Convert a model to Safetensors and open a PR
Train a model using custom data
Save user inputs to datasets on Hugging Face
Organize and process datasets for AI models
Create a domain-specific dataset project
Organize and invoke AI models with Flow visualization
Upload files to a Hugging Face repository
Create and validate structured metadata for datasets
Convert and PR models to Safetensors
Create a report in BoAmps format
Find and view synthetic data pipelines on Hugging Face
Create a large, deduplicated dataset for LLM pre-training
Curate and manage datasets for AI and machine learning
Convert to Safetensors is a practical tool designed to convert AI models to the Safetensors format, a modern, efficient alternative to older formats like PyTorch's .pt files. Its primary purpose is to simplify model conversion and ** FACILITATE the creation of pull requests (PRs)** for integrating these models into larger projects or libraries. By using this tool, users can ensure their models are compatible with the latest standards in AI model sharing.

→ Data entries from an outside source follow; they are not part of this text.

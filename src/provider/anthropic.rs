//! Anthropic Messages API wire format (spec.md §6).

use reqwest::{Client, RequestBuilder};
use serde_json::Value;

use crate::{
    config::ProviderConfig,
    error::{ErrorKind, ProviderError},
    model::{ProviderTag, Usage},
    prelude::*,
};

use super::{Adapter, CallParams, DecodedResponse};

#[derive(Debug)]
pub struct AnthropicAdapter;

const ANTHROPIC_VERSION: &str = "2023-06-01";

impl Adapter for AnthropicAdapter {
    fn provider_tag(&self) -> ProviderTag {
        ProviderTag::Anthropic
    }

    fn build_request(
        &self,
        client: &Client,
        config: &ProviderConfig,
        params: &CallParams<'_>,
    ) -> RequestBuilder {
        let url = format!("{}/v1/messages", config.base_url.trim_end_matches('/'));
        let body = json!({
            "model": params.model,
            "max_tokens": params.max_tokens,
            "temperature": params.temperature,
            "messages": [
                { "role": "user", "content": params.prompt },
            ],
        });
        let mut req = client
            .post(url)
            .header("anthropic-version", ANTHROPIC_VERSION)
            .json(&body);
        if let Some(key) = &config.credential {
            req = req.header("x-api-key", key);
        }
        req
    }

    fn decode_response(
        &self,
        requested_model: &str,
        body: &Value,
    ) -> Result<DecodedResponse, ProviderError> {
        let stop_reason = body.get("stop_reason").and_then(Value::as_str);
        let safety_blocked = matches!(stop_reason, Some("content_filter") | Some("safety"));

        let content = body
            .get("content")
            .and_then(Value::as_array)
            .ok_or_else(|| ProviderError::new(ErrorKind::ParseError, "no content in response"))?;
        let text = content
            .iter()
            .filter(|part| part.get("type").and_then(Value::as_str) == Some("text"))
            .filter_map(|part| part.get("text").and_then(Value::as_str))
            .collect::<Vec<_>>()
            .join("");

        let usage = body
            .get("usage")
            .map(|u| {
                let input = u.get("input_tokens").and_then(Value::as_u64).unwrap_or(0);
                let output = u.get("output_tokens").and_then(Value::as_u64).unwrap_or(0);
                Usage {
                    input_tokens: input,
                    output_tokens: output,
                    total_tokens: input + output,
                    cost_usd: None,
                }
            })
            .unwrap_or_default();

        let model = body
            .get("model")
            .and_then(Value::as_str)
            .unwrap_or(requested_model)
            .to_owned();

        Ok(DecodedResponse {
            text,
            usage,
            model,
            safety_blocked,
        })
    }
}

#[cfg(test)]
mod tests {
    use super::*;

    #[test]
    fn test_decode_response() {
        let body = json!({
            "model": "claude-3-5-sonnet-20241022",
            "stop_reason": "end_turn",
            "content": [
                { "type": "text", "text": "{\"answer\":" },
                { "type": "text", "text": "\"42\"}" },
            ],
            "usage": { "input_tokens": 20, "output_tokens": 8 },
        });
        let decoded = AnthropicAdapter.decode_response("claude", &body).unwrap();
        assert_eq!(decoded.text, "{\"answer\":\"42\"}");
        assert_eq!(decoded.usage.total_tokens, 28);
        assert!(!decoded.safety_blocked);
    }

    #[test]
    fn test_safety_stop_reason() {
        let body = json!({ "stop_reason": "safety", "content": [] });
        let decoded = AnthropicAdapter.decode_response("claude", &body).unwrap();
        assert!(decoded.safety_blocked);
    }
}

pip install convert-to-safetensors to install the package.convert-to-safetensors --input-path /path/to/model --output-path /path/to/output.What is the Safetensors format?
Safetensors is a secure and efficient format for storing and sharing AI models, designed to replace older formats like PyTorch's .pt files. It offers better security and compatibility across different frameworks.
Can I use Convert to Safetensors for non-PyTorch models?
Yes, Convert to Safetensors supports models from various frameworks, including TensorFlow and others, making it a versatile tool for AI practitioners.
Where are the converted models stored?
The converted models are stored in the output directory you specify during the conversion process. Ensure you have write permissions for the target directory.